“Those whose minds are steeped in cannabis are capable of quite extraordinary criminality.”
Judge Anthony Niblett, 2005
Attacker Smoked Cannabis is an online catalogue of acts of suicide and psychotic violence committed by cannabis smokers. Originally created to support my parliamentary petition calling for an inquiry into the link between cannabis and violence, the site now exists as a riposte to those who believe, or claim, that cannabis is a ‘soft’ drug and miracle medicine that ought to be put on legal sale to eighteen-year-olds.

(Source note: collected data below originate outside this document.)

impl NullBackend {
    pub fn new(limits: DeviceLimits) -> Self {
        Self {
            limits,
            compile_delay: Duration::ZERO,
            next_id: AtomicU64::new(1),
            next_address: AtomicU64::new(ADDRESS_BASE),
            pipelines_compiled: AtomicUsize::new(0),
            root_signatures_created: AtomicUsize::new(0),
            writes: Mutex::new(Vec::new()),
        }
    }

    /// Makes every pipeline compile take `delay`, widening race windows
    pub fn with_compile_delay(mut self, delay: Duration) -> Self {
        self.compile_delay = delay;
        self
    }

    pub fn pipelines_compiled(&self) -> usize {
        self.pipelines_compiled.load(Ordering::SeqCst)
    }

    pub fn root_signatures_created(&self) -> usize {
        self.root_signatures_created.load(Ordering::SeqCst)
    }

    /// Descriptor copies since the last call, in the order they happened
    pub fn take_writes(&self) -> Vec<RecordedWrite> {
        std::mem::take(&mut *self.writes.lock().unwrap_or_else(PoisonError::into_inner))
    }

    fn id(&self) -> u64 {
        self.next_id.fetch_add(1, Ordering::Relaxed)
    }

    fn buffer_view(&self, buffer: &NullBuffer) -> NullDescriptor {
        NullDescriptor::Buffer {
            id: buffer.id,
            address: buffer.address,
            size: buffer.contents.lock().unwrap_or_else(PoisonError::into_inner).len() as u64,
        }
    }
}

The name Attacker Smoked Cannabis is the crude formulation with which I began my online search for cases of cannabis smokers committing violence. Once one learns the characteristics of such violence – frenzied, savage, sustained, unprovoked, random – it becomes easy to spot. A young father violently killing his infant child? A victim stabbed ten, twenty, fifty, a hundred times? A son shooting dead his family, then calmly handing himself in to the police? Such crimes used to be rare in the UK and Ireland, if they happened at all. In 2019, there were more than two dozen before Easter.

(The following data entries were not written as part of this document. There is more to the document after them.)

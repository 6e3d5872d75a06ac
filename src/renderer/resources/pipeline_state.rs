use crate::renderer::common::{
    Blend, BlendOp, ColorWrite, ComparisonFunc, CullMode, DepthWrite, FillMode, Format,
    IndexBufferStripCutValue, InputClassification, LogicOp, PrimitiveTopology, StencilOp,
};
use crate::renderer::handle::ResourceHandle;
use crate::renderer::resources::root_signature::RootSignature;
use crate::renderer::GraphicsContext;
use color_eyre::Result;

#[derive(Debug, Clone, Copy, PartialEq)]
pub struct RenderTargetBlendDesc {
    pub blend_enable: bool,
    pub logic_op_enable: bool,
    pub src_blend: Blend,
    pub dst_blend: Blend,
    pub blend_op: BlendOp,
    pub src_blend_alpha: Blend,
    pub dst_blend_alpha: Blend,
    pub blend_op_alpha: BlendOp,
    pub logic_op: LogicOp,
    pub write_mask: ColorWrite,
}

impl Default for RenderTargetBlendDesc {
    fn default() -> Self {
        Self {
            blend_enable: false,
            logic_op_enable: false,
            src_blend: Blend::One,
            dst_blend: Blend::Zero,
            blend_op: BlendOp::Add,
            src_blend_alpha: Blend::One,
            dst_blend_alpha: Blend::Zero,
            blend_op_alpha: BlendOp::Add,
            logic_op: LogicOp::Noop,
            write_mask: ColorWrite::ALL,
        }
    }
}

#[derive(Debug, Clone, Copy, Default, PartialEq)]
pub struct BlendStateDesc {
    pub alpha_to_coverage_enable: bool,
    pub independent_blend_enable: bool,
    pub render_target_blend: [RenderTargetBlendDesc; 8],
}

impl BlendStateDesc {
    /// Blend desc of render target `index`, honoring independent blending
    pub fn target(&self, index: usize) -> &RenderTargetBlendDesc {
        if self.independent_blend_enable {
            &self.render_target_blend[index]
        } else {
            &self.render_target_blend[0]
        }
    }
}

#[derive(Debug, Clone, Copy, PartialEq)]
pub struct RasterizerStateDesc {
    pub cull_mode: CullMode,
    pub fill_mode: FillMode,
    pub front_counter_clockwise: bool,
    pub depth_bias: i32,
    pub slope_scaled_depth_bias: f32,
    pub depth_bias_clamp: f32,
    pub depth_clip_enable: bool,
    pub multisample_enable: bool,
    pub antialiased_line_enable: bool,
    pub forced_sample_count: u32,
    pub conservative_rasterization_enable: bool,
}

impl Default for RasterizerStateDesc {
    fn default() -> Self {
        Self {
            cull_mode: CullMode::Back,
            fill_mode: FillMode::Solid,
            front_counter_clockwise: false,
            depth_bias: 0,
            slope_scaled_depth_bias: 0.0,
            depth_bias_clamp: 0.0,
            depth_clip_enable: true,
            multisample_enable: false,
            antialiased_line_enable: false,
            forced_sample_count: 0,
            conservative_rasterization_enable: false,
        }
    }
}

#[derive(Debug, Clone, Copy, PartialEq, Eq, Hash)]
pub struct StencilOpDesc {
    pub stencil_fail_op: StencilOp,
    pub stencil_depth_fail_op: StencilOp,
    pub stencil_pass_op: StencilOp,
    pub stencil_func: ComparisonFunc,
}

impl Default for StencilOpDesc {
    fn default() -> Self {
        Self {
            stencil_fail_op: StencilOp::Keep,
            stencil_depth_fail_op: StencilOp::Keep,
            stencil_pass_op: StencilOp::Keep,
            stencil_func: ComparisonFunc::Always,
        }
    }
}

#[derive(Debug, Clone, Copy, PartialEq, Eq, Hash)]
pub struct DepthStencilStateDesc {
    pub depth_enable: bool,
    pub depth_write_mask: DepthWrite,
    pub depth_func: ComparisonFunc,
    pub stencil_enable: bool,
    pub stencil_read_mask: u8,
    pub stencil_write_mask: u8,
    pub front_face: StencilOpDesc,
    pub back_face: StencilOpDesc,
}

impl Default for DepthStencilStateDesc {
    fn default() -> Self {
        Self {
            depth_enable: true,
            depth_write_mask: DepthWrite::All,
            depth_func: ComparisonFunc::Less,
            stencil_enable: false,
            stencil_read_mask: 0xFF,
            stencil_write_mask: 0xFF,
            front_face: StencilOpDesc::default(),
            back_face: StencilOpDesc::default(),
        }
    }
}

#[derive(Debug, Clone, Copy, Default, PartialEq, Eq, Hash)]
pub struct VertexStreamDesc {
    pub input_slot: u32,
    pub stride: u32,
    pub input_classification: InputClassification,
}

#[derive(Debug, Clone, Default, PartialEq, Eq, Hash)]
pub struct VertexElementDesc {
    pub semantic_name: String,
    pub semantic_index: u32,
    pub format: Format,
    pub input_slot: u32,
    pub aligned_byte_offset: u32,
    pub input_classification: InputClassification,
    pub instance_data_step_rate: u32,
}

impl VertexElementDesc {
    pub fn per_vertex(semantic_name: &str, format: Format, input_slot: u32, aligned_byte_offset: u32) -> Self {
        Self {
            semantic_name: semantic_name.to_string(),
            format,
            input_slot,
            aligned_byte_offset,
            ..Default::default()
        }
    }
}

/// Compiled shader file plus the entry point to use
#[derive(Debug, Clone, Default, PartialEq, Eq, Hash)]
pub struct ShaderNameAndEntry {
    pub file: String,
    pub entry: String,
}

impl ShaderNameAndEntry {
    pub fn new(file: &str, entry: &str) -> Self {
        Self {
            file: file.to_string(),
            entry: entry.to_string(),
        }
    }
}

impl From<&str> for ShaderNameAndEntry {
    fn from(file: &str) -> Self {
        Self::new(file, "main")
    }
}

/// Output merger and multisample state shared by graphics and meshlet pipelines
#[derive(Debug, Clone, PartialEq)]
pub struct RenderTargetState {
    pub rtv_formats: Vec<Format>,
    pub dsv_format: Format,
    pub msaa_count: u32,
    pub msaa_quality: u32,
    pub sample_mask: u32,
}

impl Default for RenderTargetState {
    fn default() -> Self {
        Self {
            rtv_formats: Vec::new(),
            dsv_format: Format::Unknown,
            msaa_count: 1,
            msaa_quality: 0,
            sample_mask: u32::MAX,
        }
    }
}

#[derive(Debug, Clone, Default)]
pub struct GraphicsPipelineDesc {
    pub name: String,

    pub blend_state: BlendStateDesc,
    pub depth_stencil_state: DepthStencilStateDesc,
    pub rasterizer_state: RasterizerStateDesc,
    pub render_targets: RenderTargetState,
    pub primitive_topology: PrimitiveTopology,
    pub index_buffer_strip_cut: IndexBufferStripCutValue,

    pub vertex_streams: Vec<VertexStreamDesc>,
    pub vertex_elements: Vec<VertexElementDesc>,

    pub vertex_shader: Option<ShaderNameAndEntry>,
    pub hull_shader: Option<ShaderNameAndEntry>,
    pub domain_shader: Option<ShaderNameAndEntry>,
    pub geometry_shader: Option<ShaderNameAndEntry>,
    pub pixel_shader: Option<ShaderNameAndEntry>,

    pub root_signature: Option<RootSignature>,
}

impl GraphicsPipelineDesc {
    pub fn new(name: impl Into<String>) -> Self {
        Self {
            name: name.into(),
            ..Default::default()
        }
    }

    pub fn with_render_targets(mut self, rtv_formats: &[Format], dsv_format: Format) -> Self {
        self.render_targets.rtv_formats = rtv_formats.to_vec();
        self.render_targets.dsv_format = dsv_format;
        self
    }

    pub fn with_vertex_shader(mut self, shader: impl Into<ShaderNameAndEntry>) -> Self {
        self.vertex_shader = Some(shader.into());
        self
    }

    pub fn with_pixel_shader(mut self, shader: impl Into<ShaderNameAndEntry>) -> Self {
        self.pixel_shader = Some(shader.into());
        self
    }

    pub fn with_input_layout(mut self, streams: &[VertexStreamDesc], elements: &[VertexElementDesc]) -> Self {
        self.vertex_streams = streams.to_vec();
        self.vertex_elements = elements.to_vec();
        self
    }

    pub fn with_root_signature(mut self, root_signature: &RootSignature) -> Self {
        self.root_signature = Some(root_signature.clone());
        self
    }
}

#[derive(Debug, Clone, Default)]
pub struct MeshletPipelineDesc {
    pub name: String,

    pub blend_state: BlendStateDesc,
    pub depth_stencil_state: DepthStencilStateDesc,
    pub rasterizer_state: RasterizerStateDesc,
    pub render_targets: RenderTargetState,
    pub primitive_topology: PrimitiveTopology,

    pub amplification_shader: Option<ShaderNameAndEntry>,
    pub mesh_shader: Option<ShaderNameAndEntry>,
    pub pixel_shader: Option<ShaderNameAndEntry>,

    pub root_signature: Option<RootSignature>,
}

impl MeshletPipelineDesc {
    pub fn new(name: impl Into<String>) -> Self {
        Self {
            name: name.into(),
            ..Default::default()
        }
    }

    pub fn with_render_targets(mut self, rtv_formats: &[Format], dsv_format: Format) -> Self {
        self.render_targets.rtv_formats = rtv_formats.to_vec();
        self.render_targets.dsv_format = dsv_format;
        self
    }

    pub fn with_mesh_shader(mut self, shader: impl Into<ShaderNameAndEntry>) -> Self {
        self.mesh_shader = Some(shader.into());
        self
    }

    pub fn with_amplification_shader(mut self, shader: impl Into<ShaderNameAndEntry>) -> Self {
        self.amplification_shader = Some(shader.into());
        self
    }

    pub fn with_pixel_shader(mut self, shader: impl Into<ShaderNameAndEntry>) -> Self {
        self.pixel_shader = Some(shader.into());
        self
    }

    pub fn with_root_signature(mut self, root_signature: &RootSignature) -> Self {
        self.root_signature = Some(root_signature.clone());
        self
    }
}

#[derive(Debug, Clone, Default)]
pub struct ComputePipelineDesc {
    pub name: String,
    pub compute_shader: Option<ShaderNameAndEntry>,
    pub root_signature: Option<RootSignature>,
}

impl ComputePipelineDesc {
    pub fn new(name: impl Into<String>) -> Self {
        Self {
            name: name.into(),
            ..Default::default()
        }
    }

    pub fn with_compute_shader(mut self, shader: impl Into<ShaderNameAndEntry>) -> Self {
        self.compute_shader = Some(shader.into());
        self
    }

    pub fn with_root_signature(mut self, root_signature: &RootSignature) -> Self {
        self.root_signature = Some(root_signature.clone());
        self
    }
}

/// Creation parameters kept in a pipeline slot
#[derive(Debug, Clone)]
pub enum PipelineDesc {
    Graphics(GraphicsPipelineDesc),
    Meshlet(MeshletPipelineDesc),
    Compute(ComputePipelineDesc),
}

impl PipelineDesc {
    pub fn name(&self) -> &str {
        match self {
            Self::Graphics(desc) => &desc.name,
            Self::Meshlet(desc) => &desc.name,
            Self::Compute(desc) => &desc.name,
        }
    }
}

#[derive(Clone)]
pub struct GraphicsPipelineState {
    ctx: GraphicsContext,
    handle: ResourceHandle,
}

impl GraphicsPipelineState {
    pub fn new(ctx: &GraphicsContext, desc: &GraphicsPipelineDesc) -> Result<Self> {
        let handle = ctx.manager().create_graphics_pipeline(desc)?;
        Ok(Self { ctx: ctx.clone(), handle })
    }

    pub fn new_meshlet(ctx: &GraphicsContext, desc: &MeshletPipelineDesc) -> Result<Self> {
        let handle = ctx.manager().create_meshlet_pipeline(desc)?;
        Ok(Self { ctx: ctx.clone(), handle })
    }

    pub fn handle(&self) -> &ResourceHandle {
        &self.handle
    }

    pub fn name(&self) -> String {
        self.ctx.manager().name(&self.handle).unwrap_or_default()
    }

    /// Content hash of the translated native pipeline
    pub fn content_hash(&self) -> Option<u64> {
        self.ctx.manager().content_hash(&self.handle)
    }
}

#[derive(Clone)]
pub struct ComputePipelineState {
    ctx: GraphicsContext,
    handle: ResourceHandle,
}

impl ComputePipelineState {
    pub fn new(ctx: &GraphicsContext, desc: &ComputePipelineDesc) -> Result<Self> {
        let handle = ctx.manager().create_compute_pipeline(desc)?;
        Ok(Self { ctx: ctx.clone(), handle })
    }

    pub fn handle(&self) -> &ResourceHandle {
        &self.handle
    }

    pub fn name(&self) -> String {
        self.ctx.manager().name(&self.handle).unwrap_or_default()
    }

    pub fn content_hash(&self) -> Option<u64> {
        self.ctx.manager().content_hash(&self.handle)
    }
}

My interest in cannabis as a social evil began in 2015 when I read The War We Never Fought: the British Establishment’s Surrender to Drugs, by the Mail on Sunday columnist Peter Hitchens, along with his many blog posts and columns on the link between cannabis and violence. I consider him the general in the war of words against Big Cannabis and myself a willing foot soldier. It is a war that may yet still be won.

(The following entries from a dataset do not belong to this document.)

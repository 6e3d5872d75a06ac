use crate::renderer::backend::dx12::device::{DescriptorHeap, Dx12Device};
use crate::renderer::backend::dx12::pipeline::{Dx12Pipeline, Dx12RootSignature};
use crate::renderer::backend::dx12::resource::{Dx12Buffer, Dx12Descriptor, Dx12Texture};
use crate::renderer::backend::dx12::translate::{self, PipelineKey, RootSignatureKey, MAX_ROOT_SIGNATURE_DWORDS};
use crate::renderer::backend::{Backend, DescriptorWrite, DeviceLimits};
use crate::renderer::common::{DepthPlane, DepthStencilAspect, GraphicsApi, CONSTANT_BUFFER_ALIGNMENT};
use crate::renderer::config::RenderConfig;
use crate::renderer::resources::color_buffer::ColorBufferDesc;
use crate::renderer::resources::depth_buffer::DepthBufferDesc;
use crate::renderer::resources::gpu_buffer::GpuBufferDesc;
use crate::renderer::resources::pipeline_state::{ComputePipelineDesc, GraphicsPipelineDesc, MeshletPipelineDesc};
use crate::renderer::resources::root_signature::{DescriptorSetLayout, RootSignatureDesc};
use crate::renderer::resources::sampler::SamplerDesc;
use crate::renderer::resources::shader::PipelineShaders;
use color_eyre::eyre::bail;
use color_eyre::Result;
use std::sync::atomic::{AtomicU64, Ordering};
use std::sync::Arc;
use windows::Win32::Graphics::Direct3D12::{D3D12_CPU_DESCRIPTOR_HANDLE, D3D12_GPU_DESCRIPTOR_HANDLE};

/// GPU visible home of one descriptor set
pub enum Dx12DescriptorStorage {
    /// Range of a shader visible heap, bound as a descriptor table
    Table {
        offset: u32,
        count: u32,
        sampler: bool,
        device: Arc<Dx12Device>,
    },
    /// Virtual address bound directly as a root CBV, SRV or UAV
    Root { address: AtomicU64 },
}

impl Dx12DescriptorStorage {
    fn heap(device: &Dx12Device, sampler: bool) -> &DescriptorHeap {
        if sampler { &device.gpu_sampler_heap } else { &device.gpu_view_heap }
    }

    /// Handle passed to `SetGraphicsRootDescriptorTable`
    pub fn gpu_handle(&self) -> Option<D3D12_GPU_DESCRIPTOR_HANDLE> {
        match self {
            Self::Table { offset, sampler, device, .. } => Some(Self::heap(device, *sampler).gpu(*offset)),
            Self::Root { .. } => None,
        }
    }

    /// Address passed to `SetGraphicsRootConstantBufferView` and friends
    pub fn root_address(&self) -> Option<u64> {
        match self {
            Self::Root { address } => Some(address.load(Ordering::Acquire)),
            Self::Table { .. } => None,
        }
    }
}

impl Drop for Dx12DescriptorStorage {
    fn drop(&mut self) {
        if let Self::Table { offset, count, sampler, device } = self {
            Self::heap(device, *sampler).free(*offset, *count);
        }
    }
}

pub struct Dx12Backend {
    device: Arc<Dx12Device>,
    limits: DeviceLimits,
}

impl Dx12Backend {
    pub fn new(config: &RenderConfig) -> Result<Self> {
        let device = Arc::new(Dx12Device::new(config)?);
        let limits = DeviceLimits {
            constant_buffer_alignment: CONSTANT_BUFFER_ALIGNMENT,
            storage_buffer_alignment: 16,
            max_push_constants_size: MAX_ROOT_SIGNATURE_DWORDS * 4,
        };
        log::debug!("Device limits: {limits:?}, mesh shaders: {}", device.mesh_shader);
        Ok(Self { device, limits })
    }

    pub fn device(&self) -> &Arc<Dx12Device> {
        &self.device
    }
}

impl Backend for Dx12Backend {
    type ColorBuffer = Dx12Texture;
    type DepthBuffer = Dx12Texture;
    type GpuBuffer = Dx12Buffer;
    type RootSignature = Dx12RootSignature;
    type Pipeline = Dx12Pipeline;
    type DescriptorStorage = Dx12DescriptorStorage;
    type Descriptor = Dx12Descriptor;
    type AttachmentView = D3D12_CPU_DESCRIPTOR_HANDLE;
    type RootSignatureKey = RootSignatureKey;
    type PipelineKey = PipelineKey;

    fn api(&self) -> GraphicsApi {
        GraphicsApi::Direct3D12
    }

    fn limits(&self) -> DeviceLimits {
        self.limits
    }

    fn create_color_buffer(&self, desc: &ColorBufferDesc, initial_data: Option<&[u8]>) -> Result<Dx12Texture> {
        Dx12Texture::color(self.device.clone(), desc, initial_data)
    }

    fn create_depth_buffer(&self, desc: &DepthBufferDesc) -> Result<Dx12Texture> {
        Dx12Texture::depth(self.device.clone(), desc)
    }

    fn create_gpu_buffer(&self, desc: &GpuBufferDesc, element_size: u64, size: u64) -> Result<Dx12Buffer> {
        Dx12Buffer::new(self.device.clone(), desc, element_size, size)
    }

    fn update_gpu_buffer(&self, buffer: &Dx12Buffer, offset: u64, data: &[u8]) -> Result<()> {
        buffer.write(offset, data)
    }

    fn gpu_buffer_address(&self, buffer: &Dx12Buffer) -> u64 {
        buffer.address
    }

    fn color_buffer_srv(&self, buffer: &Dx12Texture) -> Dx12Descriptor {
        buffer.srv
    }

    fn color_buffer_uav(&self, buffer: &Dx12Texture, mip: u32) -> Option<Dx12Descriptor> {
        buffer.mip_uavs.get(mip as usize).copied()
    }

    fn depth_buffer_srv(&self, buffer: &Dx12Texture, plane: DepthPlane) -> Dx12Descriptor {
        match (plane, buffer.stencil_srv) {
            (DepthPlane::Depth, _) => buffer.srv,
            (DepthPlane::Stencil, Some(srv)) => srv,
            (DepthPlane::Stencil, None) => {
                log::warn!("Stencil plane requested from {:?}, which has none", buffer.format);
                buffer.srv
            }
        }
    }

    fn color_buffer_rtv(&self, buffer: &Dx12Texture) -> Option<D3D12_CPU_DESCRIPTOR_HANDLE> {
        buffer.rtv
    }

    fn depth_buffer_dsv(&self, buffer: &Dx12Texture, aspect: DepthStencilAspect) -> D3D12_CPU_DESCRIPTOR_HANDLE {
        buffer.dsvs.get(aspect as usize).copied().unwrap_or_else(|| {
            log::warn!("{:?} has no depth stencil views", buffer.format);
            D3D12_CPU_DESCRIPTOR_HANDLE::default()
        })
    }

    fn gpu_buffer_srv(&self, buffer: &Dx12Buffer) -> Option<Dx12Descriptor> {
        Some(buffer.srv)
    }

    fn gpu_buffer_uav(&self, buffer: &Dx12Buffer) -> Option<Dx12Descriptor> {
        buffer.uav
    }

    fn gpu_buffer_cbv(&self, buffer: &Dx12Buffer) -> Option<Dx12Descriptor> {
        buffer.cbv
    }

    fn sampler(&self, desc: &SamplerDesc) -> Result<Dx12Descriptor> {
        let offset = self.device.sampler(desc)?;
        Ok(Dx12Descriptor {
            cpu: self.device.sampler_heap.cpu(offset).ptr,
            sampler: true,
            gpu_address: 0,
        })
    }

    fn translate_root_signature(&self, desc: &RootSignatureDesc) -> Result<RootSignatureKey> {
        translate::translate_root_signature(desc)
    }

    fn create_root_signature(&self, key: &RootSignatureKey) -> Result<Dx12RootSignature> {
        Dx12RootSignature::new(&self.device, key)
    }

    fn translate_graphics_pipeline(
        &self,
        desc: &GraphicsPipelineDesc,
        shaders: &PipelineShaders,
        root_signature: &RootSignatureKey,
    ) -> Result<PipelineKey> {
        translate::translate_graphics_pipeline(desc, shaders, root_signature)
    }

    fn translate_meshlet_pipeline(
        &self,
        desc: &MeshletPipelineDesc,
        shaders: &PipelineShaders,
        root_signature: &RootSignatureKey,
    ) -> Result<PipelineKey> {
        translate::translate_meshlet_pipeline(desc, shaders, root_signature)
    }

    fn translate_compute_pipeline(
        &self,
        desc: &ComputePipelineDesc,
        shaders: &PipelineShaders,
        root_signature: &RootSignatureKey,
    ) -> Result<PipelineKey> {
        translate::translate_compute_pipeline(desc, shaders, root_signature)
    }

    fn create_pipeline(
        &self,
        key: &PipelineKey,
        shaders: &PipelineShaders,
        root_signature: &Dx12RootSignature,
    ) -> Result<Dx12Pipeline> {
        log::debug!("Compiling pipeline {}", key.name);
        Dx12Pipeline::new(&self.device, key, shaders, root_signature)
    }

    fn create_descriptor_storage(
        &self,
        root_signature: &Dx12RootSignature,
        layout: &DescriptorSetLayout,
    ) -> Result<Dx12DescriptorStorage> {
        if layout.root_parameter as usize >= root_signature.key.parameters.len() {
            bail!(
                "root signature {} has no parameter {}",
                root_signature.key.name,
                layout.root_parameter
            );
        }
        if layout.is_root_buffer {
            return Ok(Dx12DescriptorStorage::Root {
                address: AtomicU64::new(0),
            });
        }

        let count = layout.num_descriptors();
        let sampler = layout.is_sampler_table;
        let offset = Dx12DescriptorStorage::heap(&self.device, sampler).allocate(count)?;
        Ok(Dx12DescriptorStorage::Table {
            offset,
            count,
            sampler,
            device: self.device.clone(),
        })
    }

    fn write_descriptors(
        &self,
        storage: &Dx12DescriptorStorage,
        writes: &[DescriptorWrite<'_, Dx12Descriptor>],
    ) -> Result<()> {
        match storage {
            Dx12DescriptorStorage::Root { address } => {
                // Only the last write of a root buffer is visible
                if let Some(write) = writes.last() {
                    address.store(write.descriptor.gpu_address, Ordering::Release);
                }
            }
            Dx12DescriptorStorage::Table { offset, count, sampler, device } => {
                let heap = Dx12DescriptorStorage::heap(device, *sampler);
                let source_heap = if *sampler { &device.sampler_heap } else { &device.view_heap };
                for write in writes {
                    if write.descriptor.sampler != *sampler {
                        bail!("slot {} mixes samplers and views in one table", write.slot);
                    }
                    if write.binding.heap_offset >= *count {
                        bail!("slot {} lands past the end of a {count} entry table", write.slot);
                    }
                    unsafe {
                        device.device.CopyDescriptorsSimple(
                            1,
                            heap.cpu(*offset + write.binding.heap_offset),
                            D3D12_CPU_DESCRIPTOR_HANDLE { ptr: write.descriptor.cpu },
                            source_heap.heap_type,
                        )
                    };
                }
            }
        }
        Ok(())
    }
}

Using the myth of ‘medical’ marijuana as a red herring, the smooth charlatans of Big Dope have, over the last fifty years, softened attitudes to marijuana so successfully in Britain that, until quite recently, legalisation appeared inevitable. I believe, though, that the conviction in February 2019 of 16-year-old Aaron Campbell for the rape and murder of six-year-old Alesha MacPhail caused a shift in the cannabis zeitgeist, from a slow drift towards acceptance and legalisation, to the realisation that this powerful narcotic is extremely dangerous.
About me
I’m Ross Grainger, founder and editor of ‘Attacker Smoked Cannabis’ and author of the book of the same name. Born and raised in Teesside, I lived in the USA during my adolescence. After graduating from the University of East Anglia with a degree in American literature with creative writing, I moved to Brussels to teach English as a foreign language and learn French. I now live in Suffolk, and work as a secondary school teacher in neighbouring Norfolk.